===== Excerpted records =====

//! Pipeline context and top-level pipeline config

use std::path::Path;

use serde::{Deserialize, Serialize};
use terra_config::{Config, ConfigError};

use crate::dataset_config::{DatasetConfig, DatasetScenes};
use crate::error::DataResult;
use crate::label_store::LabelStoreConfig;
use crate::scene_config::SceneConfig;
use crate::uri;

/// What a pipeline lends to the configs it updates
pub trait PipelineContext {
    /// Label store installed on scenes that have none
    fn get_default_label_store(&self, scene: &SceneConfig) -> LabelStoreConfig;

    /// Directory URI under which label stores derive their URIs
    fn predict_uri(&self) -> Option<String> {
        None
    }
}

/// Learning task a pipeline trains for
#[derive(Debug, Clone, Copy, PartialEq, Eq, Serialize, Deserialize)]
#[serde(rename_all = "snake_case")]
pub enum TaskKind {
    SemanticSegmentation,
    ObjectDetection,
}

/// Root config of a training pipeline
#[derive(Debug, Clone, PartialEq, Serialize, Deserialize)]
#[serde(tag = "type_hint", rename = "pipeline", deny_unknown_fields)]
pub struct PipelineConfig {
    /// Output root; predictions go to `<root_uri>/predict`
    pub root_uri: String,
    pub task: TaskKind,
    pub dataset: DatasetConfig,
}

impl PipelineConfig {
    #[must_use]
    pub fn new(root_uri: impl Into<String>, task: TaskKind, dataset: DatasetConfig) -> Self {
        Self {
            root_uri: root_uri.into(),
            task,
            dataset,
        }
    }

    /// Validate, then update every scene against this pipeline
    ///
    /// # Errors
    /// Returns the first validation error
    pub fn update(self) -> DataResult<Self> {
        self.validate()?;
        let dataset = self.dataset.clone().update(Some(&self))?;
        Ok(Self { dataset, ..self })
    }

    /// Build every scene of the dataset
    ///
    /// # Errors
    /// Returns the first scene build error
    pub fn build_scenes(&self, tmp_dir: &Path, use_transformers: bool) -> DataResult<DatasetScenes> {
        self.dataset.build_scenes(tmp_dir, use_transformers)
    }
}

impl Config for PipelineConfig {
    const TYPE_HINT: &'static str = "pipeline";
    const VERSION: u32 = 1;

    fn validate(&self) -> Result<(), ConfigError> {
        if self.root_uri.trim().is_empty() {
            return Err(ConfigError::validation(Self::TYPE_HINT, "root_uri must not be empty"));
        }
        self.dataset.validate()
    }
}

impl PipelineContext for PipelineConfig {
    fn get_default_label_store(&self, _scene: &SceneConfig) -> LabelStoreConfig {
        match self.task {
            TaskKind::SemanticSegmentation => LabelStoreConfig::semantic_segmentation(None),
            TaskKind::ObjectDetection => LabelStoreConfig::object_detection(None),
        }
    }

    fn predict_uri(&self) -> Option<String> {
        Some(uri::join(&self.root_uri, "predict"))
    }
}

=====

• **Task to complete**: What lines above mention "PartialEq"? Copy each one.

• **Exercise response**:
#[derive(Debug, Clone, Copy, PartialEq, Eq, Serialize, Deserialize)]
#[derive(Debug, Clone, PartialEq, Serialize, Deserialize)]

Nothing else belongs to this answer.